But Jesus’ role as Lamb is worthy to be praised. And let me emphasize that for a moment, because it is hard for us to grasp. In this season of easter, it is not uncommon for us to brush past the DEATH of Jesus, to get to the Resurrection. We like a happy ending. And we like to see the story from this side of it. But his disciples and his followers faced Jesus “Lambness” head on. They expected Thor or the Incredible Hulk and they got Peter Parker without the Spiderman. They expected a Lion and got a Lamb instead. But Jesus teaches us a bigger lesson than strength in the moment. Jesus views this time and this moment in the context of God’s BIG VISION – the Kingdom of God – a life in which all are loved and valued and cared for and fed and clothed and free. Could he have fought back and prevented his death? He was God and Man, he was human and divine, he was the Son of the Father. But his “acceptance” of his death was an acceptance of a bigger picture. There was a bigger lesson in his death for us, for his followers. His death was a sacrifice (like the passover lamb) so that WE would be protected, safe and saved.

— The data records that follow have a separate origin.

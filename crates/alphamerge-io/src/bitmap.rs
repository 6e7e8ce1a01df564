//! GIF and BMP support.
//!
//! Both formats are decoded through the `image` crate, built with only its
//! `gif` and `bmp` codecs. Animated GIFs yield their first frame.

use crate::{Format, ImageData, IoError, IoResult};
use std::path::Path;

/// Reads a GIF or BMP file.
///
/// `format` selects the decoder; it is normally the result of
/// [`Format::detect`].
pub fn read<P: AsRef<Path>>(path: P, format: Format) -> IoResult<ImageData> {
    let image_format = match format {
        #[cfg(feature = "gif")]
        Format::Gif => image::ImageFormat::Gif,
        #[cfg(feature = "bmp")]
        Format::Bmp => image::ImageFormat::Bmp,
        other => {
            return Err(IoError::UnsupportedFormat(other.extension().to_string()));
        }
    };

    let mut reader = image::ImageReader::open(path.as_ref())?;
    reader.set_format(image_format);
    let decoded = reader
        .decode()
        .map_err(|e| IoError::DecodeError(e.to_string()))?;

    let (width, height) = (decoded.width(), decoded.height());
    let color = decoded.color();

    let (channels, data) = match (color.channel_count(), color.has_alpha()) {
        (1, _) => (1, decoded.into_luma8().into_raw()),
        (2, _) => (2, decoded.into_luma_alpha8().into_raw()),
        (_, false) => (3, decoded.into_rgb8().into_raw()),
        (_, true) => (4, decoded.into_rgba8().into_raw()),
    };

    Ok(ImageData::from_u8(width, height, channels, data).with_source(format))
}

#[cfg(test)]
mod tests {
    use super::*;

    /// 2x1 24-bit BMP: left pixel red, right pixel blue.
    #[cfg(feature = "bmp")]
    fn tiny_bmp() -> Vec<u8> {
        let mut bytes = Vec::new();
        // BITMAPFILEHEADER
        bytes.extend_from_slice(b"BM");
        bytes.extend_from_slice(&62u32.to_le_bytes()); // file size
        bytes.extend_from_slice(&0u32.to_le_bytes());
        bytes.extend_from_slice(&54u32.to_le_bytes()); // pixel offset
        // BITMAPINFOHEADER
        bytes.extend_from_slice(&40u32.to_le_bytes());
        bytes.extend_from_slice(&2i32.to_le_bytes());
        bytes.extend_from_slice(&1i32.to_le_bytes());
        bytes.extend_from_slice(&1u16.to_le_bytes());
        bytes.extend_from_slice(&24u16.to_le_bytes());
        bytes.extend_from_slice(&0u32.to_le_bytes());
        bytes.extend_from_slice(&8u32.to_le_bytes()); // image size
        bytes.extend_from_slice(&2835i32.to_le_bytes());
        bytes.extend_from_slice(&2835i32.to_le_bytes());
        bytes.extend_from_slice(&0u32.to_le_bytes());
        bytes.extend_from_slice(&0u32.to_le_bytes());
        // Row: BGR BGR + 2 bytes padding
        bytes.extend_from_slice(&[0, 0, 255, 255, 0, 0, 0, 0]);
        bytes
    }

    #[test]
    #[cfg(feature = "bmp")]
    fn test_read_bmp() {
        let dir = tempfile::tempdir().unwrap();
        let path = dir.path().join("tiny.bmp");
        std::fs::write(&path, tiny_bmp()).unwrap();

        let image = read(&path, Format::Bmp).unwrap();
        assert_eq!(image.dimensions(), (2, 1));
        assert_eq!(image.channels, 3);
        assert_eq!(image.to_u8(), vec![255, 0, 0, 0, 0, 255]);
        assert_eq!(image.metadata.source_format, Some(Format::Bmp));
    }

    #[test]
    fn test_rejects_other_formats() {
        let dir = tempfile::tempdir().unwrap();
        let path = dir.path().join("x.png");
        std::fs::write(&path, b"irrelevant").unwrap();

        assert!(matches!(read(&path, Format::Png), Err(IoError::UnsupportedFormat(_))));
    }

    #[test]
    #[cfg(feature = "gif")]
    fn test_corrupt_gif_is_decode_error() {
        let dir = tempfile::tempdir().unwrap();
        let path = dir.path().join("bad.gif");
        std::fs::write(&path, b"GIF89a\x00").unwrap();

        assert!(matches!(read(&path, Format::Gif), Err(IoError::DecodeError(_))));
    }
}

Each month, we gather together for Holy Communion and we join together to honor the gift of the “body and blood” of Christ. As we reenact the actions and words of the Last Supper, we remember the gift Jesus gave to us, by the strength he showed in his weakness. As we join together to be the embodiment of Jesus – the gift of his love and light and mercy and compassion – to others, may we also see the big picture of God’s Kingdom. May we work with Jesus to bring love and light and mercy and compassion into the world. And may we continue to worship the Lamb who is on the throne. Now and Always, Amen.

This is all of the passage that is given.